FE Y RAZON

"Omne verum, a quocumque dicatur, a Spiritu Sancto est"

Toda verdad, dígala quien la diga, viene del Espíritu Santo

(Santo Tomás de Aquino) 


1965-2000: 35 años de la historia de la Iglesia

Daniel Iglesias Grèzes

En este Año Santo 2000 se cumplirá el 35º aniversario de la clausura del Concilio Ecuménico Vaticano II, que se desarrolló entre 1962 y 1965.
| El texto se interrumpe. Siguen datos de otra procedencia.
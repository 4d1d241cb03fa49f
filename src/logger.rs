use log::LevelFilter;
use log4rs::append::console::{ConsoleAppender, Target};
use log4rs::config::{Appender, Config, Root};
use log4rs::encode::pattern::PatternEncoder;

use crate::huffman::CodeTable;
use crate::model::Symbol;

const CONFIG_FILE: &str = "log4rs.yaml";
const FALLBACK_PATTERN: &str = "{d(%H:%M:%S%.3f)} {h({l})} {t} - {m}{n}";

#[ctor::ctor]
fn init() {
    if log4rs::init_file(CONFIG_FILE, Default::default()).is_err() {
        let _ = init_fallback();
    }
}

/// Warnings on stderr when no configuration file is found in the working
/// directory.
fn init_fallback() -> Result<(), Box<dyn std::error::Error>> {
    let stderr = ConsoleAppender::builder()
        .target(Target::Stderr)
        .encoder(Box::new(PatternEncoder::new(FALLBACK_PATTERN)))
        .build();
    let config = Config::builder()
        .appender(Appender::builder().build("stderr", Box::new(stderr)))
        .build(Root::builder().appender("stderr").build(LevelFilter::Warn))?;
    log4rs::init_config(config)?;
    Ok(())
}

pub fn log_code_table<S: Symbol>(codes: &CodeTable<S>) {
    for (symbol, code) in codes.iter() {
        log::info!("{:?} {} ({} bits)", symbol, code, code.len());
    }
}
  1. Este aniversario es una ocasión propicia para dar gracias a Dios por ese acontecimiento, que fue un gran don de Dios a la Iglesia y al mundo. Como ha dicho el Papa, el Concilio fue "la voz del Espíritu para nuestro siglo". Convocado por iniciativa del Papa Juan XXIII y llevado a feliz término por su sucesor, Pablo VI, el Concilio Vaticano II fue la vigésimoprimera asamblea ecuménica celebrada durante los veinte siglos de historia de la Iglesia de Cristo. Este último Concilio, a diferencia de la mayoría de los anteriores, no fue convocado debido a problemas particulares, sino a fin de renovar la vida de la Iglesia, para que en su rostro resplandeciera más claramente la luz de Cristo. Los admirables frutos de la renovación inspirada en las enseñanzas del Concilio están a la vista en muy diversos ámbitos: la reforma litúrgica, la participación más activa de los laicos en la misión de la Iglesia, el diálogo ecuménico en pro de la unidad de los cristianos, el diálogo entre la Iglesia y los hombres de buena voluntad, la renovación de la vida religiosa, etc.
  2. Ésta es también una ocasión adecuada para pedir perdón al Señor por las desviaciones de quienes, interpretando erróneamente el Concilio, se apartaron a la derecha o a la izquierda del camino de su aplicación correcta, causando no pocos conflictos en la Iglesia.
  3. Por último éste es también un momento oportuno para pedir a Dios el discernimiento y la energía espiritual necesarios para seguir avanzando en la dirección trazada por el Vaticano II. Los pontificados de Pablo VI, Juan Pablo I y Juan Pablo II han estado presididos por este objetivo fundamental: Llevar el Concilio a la práctica, a la vida de la Iglesia. Considerando la situación de la Iglesia y del mundo, que hace necesaria una nueva evangelización, el Sínodo extraordinario de 1985 procuró relanzar el Concilio Vaticano II. Para alcanzar este objetivo es necesaria una mayor difusión de los documentos conciliares. Por este motivo invitamos a nuestros lectores a leerlos o releerlos, principalmente las cuatro constituciones y particularmente la constitución dogmática sobre la Iglesia Lumen Gentium, en torno a la cual se vertebraron todos los otros documentos conciliares.